PROBLEM STATEMENT:
Each line from the opening of the records that follow to the line with "survivors against the" needs to be written out exactly. Add nothing.

── DATASET RECORDS

//! Grid materializer: filter-then-clip generation of a clipped fishnet
//!
//! A run unions the region once, scans the bounding-box lattice with a cheap
//! boolean test against that union, and clips only the survivors against the
//! original features. Identifiers follow scan order, so the same region and
//! configuration always yield the same ids.

use crate::algorithm::clip::{ClipMode, Piece, clip_candidate};
use crate::algorithm::filter::{candidate_survives, coarse_filter};
use crate::algorithm::lattice::{Candidate, Lattice, OriginAlignment, validate_cell_size};
use crate::algorithm::observer::{Phase, ProgressObserver, Silent};
use crate::analysis::statistics::RunStats;
use crate::io::configuration::{
    AreaUnit, DEFAULT_CELL_SIZE, FULL_CELL_FRACTION, MIN_AREA_FRACTION,
};
use crate::io::error::{Result, computation_error, invalid_region};
use crate::spatial::crs::Crs;
use crate::spatial::region::Region;
use crate::spatial::shape::Shape;
use geo::MultiPolygon;
use rayon::prelude::*;
use std::collections::VecDeque;
use std::time::{Duration, Instant};
use tracing::{debug, info};

/// Parameters of one materializer run
#[derive(Debug, Clone, Copy, PartialEq)]
pub struct GridConfig {
    /// Cell edge length in working CRS units
    pub cell_size: f64,
    /// Lattice anchor
    pub alignment: OriginAlignment,
    /// Reporting of cells covering several features
    pub clip_mode: ClipMode,
    /// Evaluate filter and clip on the rayon pool
    pub parallel: bool,
}

impl Default for GridConfig {
    fn default() -> Self {
        Self::new(DEFAULT_CELL_SIZE)
    }
}

impl GridConfig {
    /// Configuration with the given cell size and default options
    pub const fn new(cell_size: f64) -> Self {
        Self {
            cell_size,
            alignment: OriginAlignment::BoundingBox,
            clip_mode: ClipMode::Dissolve,
            parallel: true,
        }
    }

    /// Check the configuration before any work is done
    ///
    /// # Errors
    ///
    /// Returns `InvalidParameter` if the cell size is non-positive or non-finite
    pub fn validate(&self) -> Result<()> {
        validate_cell_size(self.cell_size)
    }
}

/// A lattice cell clipped to the region
#[derive(Debug, Clone)]
pub struct ClippedCell<S = MultiPolygon<f64>> {
    /// Sequential identifier in scan order
    pub id: usize,
    /// Absolute lattice column
    pub column: i64,
    /// Absolute lattice row
    pub row: i64,
    /// Source features covered by this cell
    pub features: Vec<usize>,
    /// Clipped geometry, never empty
    pub geometry: S,
    /// Area in squared working CRS units, always positive
    pub area: f64,
}

impl<S> ClippedCell<S> {
    /// Area converted to a reporting unit
    pub const fn area_in(&self, unit: AreaUnit) -> f64 {
        unit.convert(self.area)
    }
}

/// Complete result of a materializer run
#[derive(Debug, Clone)]
pub struct Fishnet<S = MultiPolygon<f64>> {
    /// Cells in identifier order
    pub cells: Vec<ClippedCell<S>>,
    /// Lattice the cells were drawn from
    pub lattice: Lattice,
    /// Working reference system of geometries and areas
    pub crs: Crs,
    /// Counters and timings
    pub stats: RunStats,
}

impl<S> Fishnet<S> {
    /// Number of cells
    pub const fn len(&self) -> usize {
        self.cells.len()
    }

    /// Whether no cell intersects the region
    pub const fn is_empty(&self) -> bool {
        self.cells.is_empty()
    }

    /// Sum of cell areas in squared working units
    pub fn total_area(&self) -> f64 {
        self.cells.iter().map(|cell| cell.area).sum()
    }
}

/// Prepared generator for one region and configuration
pub struct Materializer<'r, S: Shape = MultiPolygon<f64>> {
    region: &'r Region<S>,
    config: GridConfig,
    lattice: Lattice,
    union: S,
    min_area: f64,
    union_time: Duration,
    observer: &'r dyn ProgressObserver,
}

impl<'r, S: Shape> Materializer<'r, S> {
    /// Validate inputs, build the lattice and union the region
    ///
    /// # Errors
    ///
    /// Returns:
    /// - `InvalidParameter` for a bad cell size or origin, or an oversized lattice
    /// - `InvalidRegion` if the region is empty, invalid, has zero area or is
    ///   not in linear units
    pub fn new(region: &'r Region<S>, config: GridConfig) -> Result<Self> {
        Self::with_observer(region, config, &Silent)
    }

    /// As [`Materializer::new`], reporting progress to `observer`
    ///
    /// # Errors
    ///
    /// See [`Materializer::new`]
    pub fn with_observer(
        region: &'r Region<S>,
        config: GridConfig,
        observer: &'r dyn ProgressObserver,
    ) -> Result<Self> {
        config.validate()?;
        region.check()?;
        region.require_linear()?;

        let bounds = region
            .bounds()
            .ok_or_else(|| invalid_region(&"region has no extent"))?;
        let lattice = Lattice::covering(bounds, config.cell_size, config.alignment)?;
        debug!(
            origin_x = lattice.origin().x,
            origin_y = lattice.origin().y,
            columns = lattice.columns(),
            rows = lattice.rows(),
            candidates = lattice.len(),
            width = bounds.width(),
            height = bounds.height(),
            "lattice prepared"
        );

        observer.phase_started(Phase::Union, region.features().len());
        let start = Instant::now();
        let union = region.union();
        let union_time = start.elapsed();
        observer.advance(Phase::Union, region.features().len());
        observer.phase_finished(Phase::Union, union_time);
        debug!(
            features = region.features().len(),
            elapsed_ms = union_time.as_millis() as u64,
            "region union created"
        );

        Ok(Self {
            region,
            config,
            lattice,
            union,
            min_area: MIN_AREA_FRACTION * config.cell_size * config.cell_size,
            union_time,
            observer,
        })
    }

    /// Candidate lattice of this run
    pub const fn lattice(&self) -> &Lattice {
        &self.lattice
    }

    /// Unioned region used by the coarse filter
    pub const fn union(&self) -> &S {
        &self.union
    }

    /// Configuration of this run
    pub const fn config(&self) -> &GridConfig {
        &self.config
    }

    /// Lazily generate cells one candidate at a time
    ///
    /// Each call starts a fresh scan and yields exactly the cells of
    /// [`Materializer::materialize`] in the same order with the same ids, or
    /// the same error.
    pub fn cells(&self) -> Cells<'_, 'r, S> {
        Cells {
            materializer: self,
            next_index: 0,
            next_id: 0,
            pending: VecDeque::new(),
        }
    }

    fn clip(&self, candidate: &Candidate) -> Vec<Piece<S>> {
        clip_candidate(self.region, candidate, self.min_area, self.config.clip_mode)
    }

    /// Generate every cell in one all-or-nothing batch
    ///
    /// # Errors
    ///
    /// Returns a computation error if any clipped area is not finite; no
    /// partial result is returned
    pub fn materialize(&self) -> Result<Fishnet<S>> {
        let observer = self.observer;

        observer.phase_started(Phase::Filter, self.lattice.columns());
        let start = Instant::now();
        let mask = coarse_filter(&self.union, &self.lattice, self.config.parallel, observer);
        let filter_time = start.elapsed();
        observer.phase_finished(Phase::Filter, filter_time);

        let survivors: Vec<Candidate> = mask
            .iter_ones()
            .filter_map(|index| self.lattice.candidate(index))
            .collect();
        info!(
            candidates = self.lattice.len(),
            survivors = survivors.len(),
            elapsed_ms = filter_time.as_millis() as u64,
            "coarse filter complete"
        );

        observer.phase_started(Phase::Clip, survivors.len());
        let start = Instant::now();
        let clip_one = |candidate: &Candidate| {
            let pieces = self.clip(candidate);
            observer.advance(Phase::Clip, 1);
            (*candidate, pieces)
        };
        let clipped: Vec<(Candidate, Vec<Piece<S>>)> = if self.config.parallel {
            survivors.par_iter().map(clip_one).collect()
        } else {
            survivors.iter().map(clip_one).collect()
        };
        let clip_time = start.elapsed();
        observer.phase_finished(Phase::Clip, clip_time);

        let occupied_cells = clipped.iter().filter(|(_, pieces)| !pieces.is_empty()).count();
        let mut cells = Vec::with_capacity(clipped.len());
        for (candidate, pieces) in clipped {
            for piece in pieces {
                cells.push(annotate(cells.len(), &candidate, piece)?);
            }
        }
        info!(
            cells = cells.len(),
            elapsed_ms = clip_time.as_millis() as u64,
            "precise clip complete"
        );

        let full_area = FULL_CELL_FRACTION * self.lattice.cell_area();
        let stats = RunStats {
            candidates: self.lattice.len(),
            coarse_survivors: survivors.len(),
            occupied_cells,
            full_cells: cells.iter().filter(|cell| cell.area >= full_area).count(),
            cells: cells.len(),
            union_time: self.union_time,
            filter_time,
            clip_time,
        };

        Ok(Fishnet {
            cells,
            lattice: self.lattice.clone(),
            crs: self.region.crs(),
            stats,
        })
    }
}

fn annotate<S>(id: usize, candidate: &Candidate, piece: Piece<S>) -> Result<ClippedCell<S>> {
    if !piece.area.is_finite() {
        return Err(computation_error(
            "cell area",
            &format!(
                "cell at column {} row {} has area {}",
                candidate.column, candidate.row, piece.area
            ),
        ));
    }
    Ok(ClippedCell {
        id,
        column: candidate.column,
        row: candidate.row,
        features: piece.features,
        geometry: piece.geometry,
        area: piece.area,
    })
}

/// Lazy, restartable scan producing clipped cells in identifier order
///
/// Items carry the same checks as the batch run; after the first error the
/// scan ends.
pub struct Cells<'m, 'r, S: Shape> {
    materializer: &'m Materializer<'r, S>,
    next_index: usize,
    next_id: usize,
    pending: VecDeque<ClippedCell<S>>,
}

impl<S: Shape> Iterator for Cells<'_, '_, S> {
    type Item = Result<ClippedCell<S>>;

    fn next(&mut self) -> Option<Self::Item> {
        loop {
            if let Some(cell) = self.pending.pop_front() {
                return Some(Ok(cell));
            }
            let candidate = self.materializer.lattice.candidate(self.next_index)?;
            self.next_index += 1;

            if !candidate_survives(&self.materializer.union, candidate.rect) {
                continue;
            }
            for piece in self.materializer.clip(&candidate) {
                match annotate(self.next_id, &candidate, piece) {
                    Ok(cell) => self.pending.push_back(cell),
                    Err(error) => {
                        self.pending.clear();
                        self.next_index = self.materializer.lattice.len();
                        return Some(Err(error));
                    }
                }
                self.next_id += 1;
            }
        }
    }
}

/// Validate, prepare and materialize in one call
///
/// # Errors
///
/// See [`Materializer::new`] and [`Materializer::materialize`]
pub fn materialize<S: Shape>(region: &Region<S>, config: GridConfig) -> Result<Fishnet<S>> {
    Materializer::new(region, config)?.materialize()
}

────

ANSWER BELOW:
//! Grid materializer: filter-then-clip generation of a clipped fishnet
//!
//! A run unions the region once, scans the bounding-box lattice with a cheap
//! boolean test against that union, and clips only the survivors against the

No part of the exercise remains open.